Centre de coordination de l'évaluation Clinique et de la qualité en Aquitaine (CCECQA), Hôpital Xavier Arnozan, Avenue du Haut Lévêque, 33600, Pessac, France.
BMJ Qual Saf. 2012 Jun;21(6):457-65. doi: 10.1136/bmjqs-2011-000191. Epub 2012 Mar 6.
Patient safety practices, targeting organisational changes for improving patient safety, are implemented worldwide but their costs are rarely evaluated. This paper provides a review of the methods used in economic evaluation of such practices. International medical and economics databases were searched for peer-reviewed publications on economic evaluations of patient safety between 2000 and 2010 in English and French. This was complemented by a manual search of the reference lists of relevant papers. Grey literature was excluded. Studies were described using a standardised template and assessed independently by two researchers according to six quality criteria. 33 articles were reviewed that were representative of different patient safety domains, data types and evaluation methods. 18 estimated the economic burden of adverse events, 3 measured the costs of patient safety practices and 12 provided complete economic evaluations. Healthcare-associated infections were the most common subject of evaluation, followed by medication-related errors and all types of adverse events. Of these, 10 were selected that had adequately fulfilled one or several key quality criteria for illustration. This review shows that full cost-benefit/utility evaluations are rarely completed as they are resource intensive and often require unavailable data; some overcome these difficulties by performing stochastic modelling and by using secondary sources. Low methodological transparency can be a problem for building evidence from available economic evaluations. Investing in the economic design and reporting of studies with more emphasis on defining study perspectives, data collection and methodological choices could be helpful for strengthening our knowledge base on practices for improving patient safety.

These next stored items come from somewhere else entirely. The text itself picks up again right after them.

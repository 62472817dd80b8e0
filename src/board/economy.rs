//! Station buildings, home purchases and yearly settlement.

use std::collections::BTreeMap;

use serde::{Deserialize, Serialize};

use super::ledger::PropertyStore;
use super::player::{Player, PlayerId};
use crate::error::PurchaseError;
use crate::rng::GameRng;
use crate::world::TileGraph;

/// Price of each building tier.
pub const BUILDING_COSTS: [i64; 3] = [1_000, 5_000, 20_000];
/// Income each tier pays at settlement.
pub const BUILDING_INCOME: [i64; 3] = [200, 800, 4_000];
/// Display names of the tiers.
pub const BUILDING_NAMES: [&str; 3] = ["拉面摊", "商务酒店", "摩天大楼"];

/// Turns in a game year; one turn is one month.
pub const TURNS_PER_YEAR: u8 = 12;
/// Month in which income is paid out.
pub const SETTLEMENT_MONTH: u8 = 3;

/// Buildings on one station.
#[derive(Debug, Clone, PartialEq, Eq, Serialize, Deserialize)]
pub struct Holding {
    /// Owner of every building here.
    pub owner: PlayerId,
    /// Built tiers, ascending.
    pub buildings: Vec<usize>,
}

impl Holding {
    /// True when all tiers are built, which doubles income.
    #[must_use]
    pub fn is_monopoly(&self) -> bool {
        self.buildings.len() == BUILDING_COSTS.len()
    }

    /// Settlement income of this station.
    #[must_use]
    pub fn income(&self) -> i64 {
        let base: i64 = self.buildings.iter().map(|&t| BUILDING_INCOME[t]).sum();
        if self.is_monopoly() { base * 2 } else { base }
    }
}

/// A building sold off by a misfortune.
#[derive(Debug, Clone, Copy, PartialEq, Eq, Serialize)]
pub struct Sale {
    /// Station tile.
    pub tile: usize,
    /// Tier sold.
    pub tier: usize,
    /// Cash received.
    pub price: i64,
}

/// Station ownership across the board, keyed by tile id.
#[derive(Debug, Clone, Default, PartialEq, Eq, Serialize, Deserialize)]
pub struct Estates {
    holdings: BTreeMap<usize, Holding>,
}

impl Estates {
    /// No buildings anywhere.
    #[must_use]
    pub fn new() -> Self {
        Self::default()
    }

    /// Buildings on a station.
    #[must_use]
    pub fn holding(&self, tile: usize) -> Option<&Holding> {
        self.holdings.get(&tile)
    }

    /// Stations a player owns.
    pub fn owned_by(&self, player: PlayerId) -> impl Iterator<Item = (usize, &Holding)> {
        self.holdings
            .iter()
            .filter(move |(_, h)| h.owner == player)
            .map(|(&t, h)| (t, h))
    }

    /// Buy a building tier on the station the player stands on.
    ///
    /// # Errors
    ///
    /// Fails if the tier is unknown, the tile is not a station, another
    /// player owns the station, the tier is already built, or the player
    /// cannot pay.
    pub fn buy_building(&mut self, graph: &TileGraph, player: &mut Player, tier: usize) -> Result<(), PurchaseError> {
        let cost = *BUILDING_COSTS.get(tier).ok_or(PurchaseError::UnknownTier(tier))?;
        let tile = player.tile;
        if !graph.get(tile).is_some_and(|t| t.kind.is_station()) {
            return Err(PurchaseError::NotAStation(tile));
        }
        if let Some(h) = self.holdings.get(&tile) {
            if h.owner != player.id {
                return Err(PurchaseError::OwnedByOther(h.owner));
            }
            if h.buildings.contains(&tier) {
                return Err(PurchaseError::AlreadyBuilt(tier));
            }
        }
        if player.money < cost {
            return Err(PurchaseError::InsufficientFunds {
                need: cost,
                have: player.money,
            });
        }
        player.money -= cost;
        player.assets = player.assets.saturating_add(cost);
        let holding = self.holdings.entry(tile).or_insert_with(|| Holding {
            owner: player.id,
            buildings: Vec::new(),
        });
        holding.buildings.push(tier);
        holding.buildings.sort_unstable();
        log::debug!("player {} built {} on tile {tile}", player.id, BUILDING_NAMES[tier]);
        Ok(())
    }

    /// Settlement income a player is owed.
    #[must_use]
    pub fn income_of(&self, player: PlayerId) -> i64 {
        self.owned_by(player).map(|(_, h)| h.income()).sum()
    }

    /// Pay every player their building income. Returns what each received.
    pub fn settle(&self, players: &mut [Player]) -> Vec<(PlayerId, i64)> {
        players
            .iter_mut()
            .map(|p| {
                let income = self.income_of(p.id);
                p.credit(income);
                (p.id, income)
            })
            .collect()
    }

    /// Sell the highest tier on a random station of the player's at half
    /// price. A station left empty loses its owner.
    pub fn sell_random(&mut self, player: &mut Player, rng: &mut GameRng) -> Option<Sale> {
        let owned: Vec<usize> = self
            .owned_by(player.id)
            .filter(|(_, h)| !h.buildings.is_empty())
            .map(|(t, _)| t)
            .collect();
        let tile = *rng.choose(&owned)?;
        let holding = self.holdings.get_mut(&tile)?;
        let tier = holding.buildings.pop()?;
        if holding.buildings.is_empty() {
            self.holdings.remove(&tile);
        }
        let cost = BUILDING_COSTS[tier];
        let price = cost / 2;
        player.credit(price);
        player.assets = player.assets.saturating_sub(cost);
        Some(Sale { tile, tier, price })
    }

    /// Sell every building the player owns at half price.
    pub fn sell_all(&mut self, player: &mut Player, rng: &mut GameRng) -> Vec<Sale> {
        std::iter::from_fn(|| self.sell_random(player, rng)).collect()
    }
}

/// Buy a home listed in a city.
///
/// # Errors
///
/// Fails if the player cannot pay or the home was already sold.
pub fn purchase_home(
    store: &mut impl PropertyStore,
    player: &mut Player,
    city: &str,
    index: usize,
    price: i64,
) -> Result<(), PurchaseError> {
    if player.money < price {
        return Err(PurchaseError::InsufficientFunds {
            need: price,
            have: player.money,
        });
    }
    store.mark_purchased(city, index, player.id, price)?;
    player.money -= price;
    player.assets = player.assets.saturating_add(price);
    Ok(())
}

/// Game calendar. The game opens in April of year 1.
#[derive(Debug, Clone, Copy, PartialEq, Eq, Serialize, Deserialize)]
pub struct Calendar {
    /// Current year, from 1.
    pub year: u32,
    /// Current month, 1 to 12.
    pub month: u8,
    /// Turns played.
    pub total_turns: u32,
}

impl Default for Calendar {
    fn default() -> Self {
        Self {
            year: 1,
            month: 4,
            total_turns: 0,
        }
    }
}

impl Calendar {
    /// Advance one month. Returns true when the new month is settlement.
    pub const fn advance(&mut self) -> bool {
        self.total_turns += 1;
        self.month += 1;
        if self.month > TURNS_PER_YEAR {
            self.month = 1;
            self.year += 1;
        }
        self.month == SETTLEMENT_MONTH
    }
}

#[cfg(test)]
mod tests {
    use super::*;
    use crate::board::ledger::PropertyLedger;
    use crate::world::{Station, WorldConfig, generate_world};

    fn board() -> TileGraph {
        let stations = vec![
            Station::new("a", 31.0, 120.0).with_population(500),
            Station::new("b", 31.1, 120.1),
        ];
        generate_world(&stations, &WorldConfig::default()).unwrap().tiles().clone()
    }

    #[test]
    fn test_buy_and_settle_monopoly() {
        let graph = board();
        let start = graph.start().unwrap();
        let mut players = vec![Player::new(0, "p1", start), Player::new(1, "com", start)];
        let mut estates = Estates::new();
        for tier in 0..3 {
            estates.buy_building(&graph, &mut players[0], tier).unwrap();
        }
        assert_eq!(players[0].money, 30_000 - 26_000);
        assert_eq!(players[0].assets, 26_000);
        assert!(estates.holding(start).unwrap().is_monopoly());
        assert_eq!(estates.income_of(0), 10_000);

        let paid = estates.settle(&mut players);
        assert_eq!(paid, vec![(0, 10_000), (1, 0)]);
        assert_eq!(players[0].money, 14_000);
    }

    #[test]
    fn test_buy_rejections() {
        let graph = board();
        let start = graph.start().unwrap();
        let mut p1 = Player::new(0, "p1", start);
        let mut com = Player::new(1, "com", start);
        let mut estates = Estates::new();
        assert_eq!(estates.buy_building(&graph, &mut p1, 7), Err(PurchaseError::UnknownTier(7)));
        estates.buy_building(&graph, &mut p1, 1).unwrap();
        assert_eq!(estates.buy_building(&graph, &mut p1, 1), Err(PurchaseError::AlreadyBuilt(1)));
        assert_eq!(estates.buy_building(&graph, &mut com, 0), Err(PurchaseError::OwnedByOther(0)));

        p1.money = 10;
        assert!(matches!(
            estates.buy_building(&graph, &mut p1, 2),
            Err(PurchaseError::InsufficientFunds { need: 20_000, have: 10 })
        ));

        let road = graph.walkable().find(|t| !t.kind.is_station()).map(|t| t.id);
        if let Some(road) = road {
            p1.tile = road;
            p1.money = 100_000;
            assert_eq!(estates.buy_building(&graph, &mut p1, 0), Err(PurchaseError::NotAStation(road)));
        }
    }

    #[test]
    fn test_sell_random_and_all() {
        let graph = board();
        let start = graph.start().unwrap();
        let mut p1 = Player::new(0, "p1", start);
        let mut estates = Estates::new();
        estates.buy_building(&graph, &mut p1, 0).unwrap();
        estates.buy_building(&graph, &mut p1, 2).unwrap();
        let mut rng = GameRng::new(3);

        let sale = estates.sell_random(&mut p1, &mut rng).unwrap();
        assert_eq!((sale.tier, sale.price), (2, 10_000));
        assert_eq!(p1.assets, 1_000);

        let rest = estates.sell_all(&mut p1, &mut rng);
        assert_eq!(rest.len(), 1);
        assert!(estates.holding(start).is_none());
        assert!(estates.sell_random(&mut p1, &mut rng).is_none());
        assert_eq!(p1.money, 30_000 - 21_000 + 10_000 + 500);
    }

    #[test]
    fn test_purchase_home() {
        let mut ledger = PropertyLedger::new();
        let mut p1 = Player::new(0, "p1", 0);
        purchase_home(&mut ledger, &mut p1, "苏州", 1, 5_000).unwrap();
        assert_eq!(p1.money, 25_000);
        assert_eq!(p1.assets, 5_000);
        let mut com = Player::new(1, "com", 0);
        assert!(matches!(
            purchase_home(&mut ledger, &mut com, "苏州", 1, 5_000),
            Err(PurchaseError::AlreadyOwned(_))
        ));
        assert_eq!(com.money, 30_000);
    }

    #[test]
    fn test_calendar_settles_in_march() {
        let mut cal = Calendar::default();
        let mut settlements = Vec::new();
        for _ in 0..24 {
            if cal.advance() {
                settlements.push(cal.total_turns);
            }
        }
        assert_eq!(settlements, vec![11, 23]);
        assert_eq!(cal.year, 3);
        assert_eq!(cal.month, 4);
    }
}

患者安全实践旨在针对组织变革以提高患者安全,目前已在全球范围内实施,但这些实践的成本很少得到评估。本文综述了 2000 年至 2010 年间在英文和法文的国际医学和经济学数据库中,针对患者安全实践的经济评估所采用的方法。此外,还对相关文献的参考文献进行了手工检索。排除灰色文献。使用标准化模板对研究进行描述,并由两名研究人员根据 6 项质量标准进行独立评估。共综述了 33 篇文章,这些文章代表了不同的患者安全领域、数据类型和评估方法。其中 18 篇评估了不良事件的经济负担,3 篇测量了患者安全实践的成本,12 篇提供了完整的经济评估。医院感染是最常见的评估对象,其次是药物相关错误和所有类型的不良事件。其中有 10 篇被选中,这些研究在说明一个或多个关键质量标准方面做得足够好。本文综述表明,很少有完整的成本效益/效用评估,因为它们需要大量资源,并且通常需要无法获得的数据;有些通过进行随机建模和使用二手资料来克服这些困难。低方法透明度可能是从现有经济评估中构建证据的一个问题。对研究的经济设计和报告进行更多投资,更注重定义研究视角、数据收集和方法选择,可能有助于加强我们对提高患者安全实践的知识基础。